# Cryptocurrency Data Pipeline with Snowflake & Snowpark

* Author: Sicheng Bao (@Jellysillyfish13), Yung Rou Ko (@KoYungRou), Anuj Rajendraprasad Nene (@Neneanuj)
* Last Updated: 2/28/2025

Welcome to the beginning of the Quickstart! Please refer to [the official Snowflake Notebook Data Engineering Quickstart](https://quickstarts.snowflake.com/guide/data_engineering_with_notebooks/index.html?index=..%2F..index#0) for all the details including set up steps.

## Step1. Setup Snowflake

During this step we will create our demo environment.

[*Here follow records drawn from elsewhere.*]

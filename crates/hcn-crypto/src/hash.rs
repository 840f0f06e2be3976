use sha3::{Digest, Keccak256};

/// Prefix mandated by EIP-191 (version `0x45`) for personal messages.
pub const EIP191_PREFIX: &str = "\x19Ethereum Signed Message:\n";

pub fn keccak256(data: &[u8]) -> [u8; 32] {
    let mut h = Keccak256::new();
    h.update(data);
    let out = h.finalize();
    let mut arr = [0u8; 32];
    arr.copy_from_slice(&out);
    arr
}

/// Digest signed by `personal_sign`: keccak256(prefix || len(message) || message).
pub fn eip191_hash(message: &[u8]) -> [u8; 32] {
    let mut h = Keccak256::new();
    h.update(EIP191_PREFIX.as_bytes());
    h.update(message.len().to_string().as_bytes());
    h.update(message);
    let out = h.finalize();
    let mut arr = [0u8; 32];
    arr.copy_from_slice(&out);
    arr
}

#[cfg(test)]
mod tests {
    use super::*;

    #[test]
    fn test_keccak256_empty() {
        assert_eq!(
            hex::encode(keccak256(b"")),
            "c5d2460186f7233c927e7db2dcc703c0e500b653ca82273b7bfad8045d85a470"
        );
    }

    #[test]
    fn test_eip191_hash_matches_manual_prefix() {
        let message = b"assign 42";
        let mut manual = Vec::new();
        manual.extend_from_slice(b"\x19Ethereum Signed Message:\n9");
        manual.extend_from_slice(message);
        assert_eq!(eip191_hash(message), keccak256(&manual));
    }

    #[test]
    fn test_eip191_hash_depends_on_length_prefix() {
        // "ab" with len 2 must differ from "b" with len 1 prefixed by "a"
        assert_ne!(eip191_hash(b"ab"), eip191_hash(b"b"));
    }
}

Update the SQL variables below with your GitHub username and Personal Access Token (PAT) as well as with your forked GitHub repository information.
 

In [None]:
USE ROLE ACCOUNTADMIN;

-- ----------------------------------------------------------------------------
-- Step #1: Create and assign role for Crypto Project
-- ----------------------------------------------------------------------------
SET MY_USER = CURRENT_USER();
CREATE OR REPLACE ROLE CRYPTO_ROLE;
GRANT ROLE CRYPTO_ROLE TO ROLE SYSADMIN;
GRANT ROLE CRYPTO_ROLE TO USER IDENTIFIER($MY_USER);

GRANT EXECUTE TASK ON ACCOUNT TO ROLE CRYPTO_ROLE;
GRANT MONITOR EXECUTION ON ACCOUNT TO ROLE CRYPTO_ROLE;
GRANT IMPORTED PRIVILEGES ON DATABASE SNOWFLAKE TO ROLE CRYPTO_ROLE;

-- ----------------------------------------------------------------------------
-- Step #2: Create Database and Warehouse for Crypto Project
-- ----------------------------------------------------------------------------
CREATE OR REPLACE DATABASE CRYPTO_DB;
GRANT OWNERSHIP ON DATABASE CRYPTO_DB TO ROLE CRYPTO_ROLE;

CREATE OR REPLACE WAREHOUSE CRYPTO_WH 
    WAREHOUSE_SIZE = XSMALL 
    AUTO_SUSPEND = 300 
    AUTO_RESUME = TRUE;
GRANT OWNERSHIP ON WAREHOUSE CRYPTO_WH TO ROLE CRYPTO_ROLE;

USE ROLE CRYPTO_ROLE;
USE WAREHOUSE CRYPTO_WH;
USE DATABASE CRYPTO_DB;
 
-- Schemas
CREATE OR REPLACE SCHEMA EXTERNAL;
CREATE OR REPLACE SCHEMA RAW;
CREATE OR REPLACE SCHEMA RAW_POS;
CREATE OR REPLACE SCHEMA HARMONIZED;
CREATE OR REPLACE SCHEMA ANALYTICS;

## Step2. raw_data_setup

1.  Create a CSV file format (skip the first two header lines)
2. Create an external stage to load cryptocurrency data (CSV file stored in S3)
3. Create the target table for storing raw-layer cryptocurrency data
Assuming the CSV file columns are ordered as follows:
Date, BTC_CLOSE, DOGE_CLOSE, ETH_CLOSE, BTC_HIGH, DOGE_HIGH, ETH_HIGH, BTC_LOW, DOGE_LOW, ETH_LOW, BTC_OPEN, DOGE_OPEN, ETH_OPEN, BTC_VOLUME, DOGE_VOLUME, ETH_VOLUME

In [None]:
from snowflake.snowpark import Session
import pandas as pd
import yfinance as yf

# Snowflake connection
connection_parameters = {
    "account": "your_snowflake_account",
    "user": "your_username",
    "password": "your_password",
    "warehouse": "CRYPTO_WH",
    "database": "CRYPTO_DB",
    "schema": "RAW_CRYPTODB"
}

session = Session.builder.configs(connection_parameters).create()

# Fetch Crypto Prices
def fetch_crypto_prices():
    cryptos = ["BTC-USD", "ETH-USD", "DOGE-USD"]
    data = {crypto: yf.download(crypto, start="2020-01-01") for crypto in cryptos}
    
    df_list = []
    for symbol, df in data.items():
        df["symbol"] = symbol
        df = df.reset_index()[["Date", "symbol", "Close"]]
        df.columns = ["date", "symbol", "price"]
        df_list.append(df)
    
    return pd.concat(df_list)

# Load data into Snowflake
df = fetch_crypto_prices()
session.write_pandas(df, "CRYPTO_PRICES", auto_create_table=True)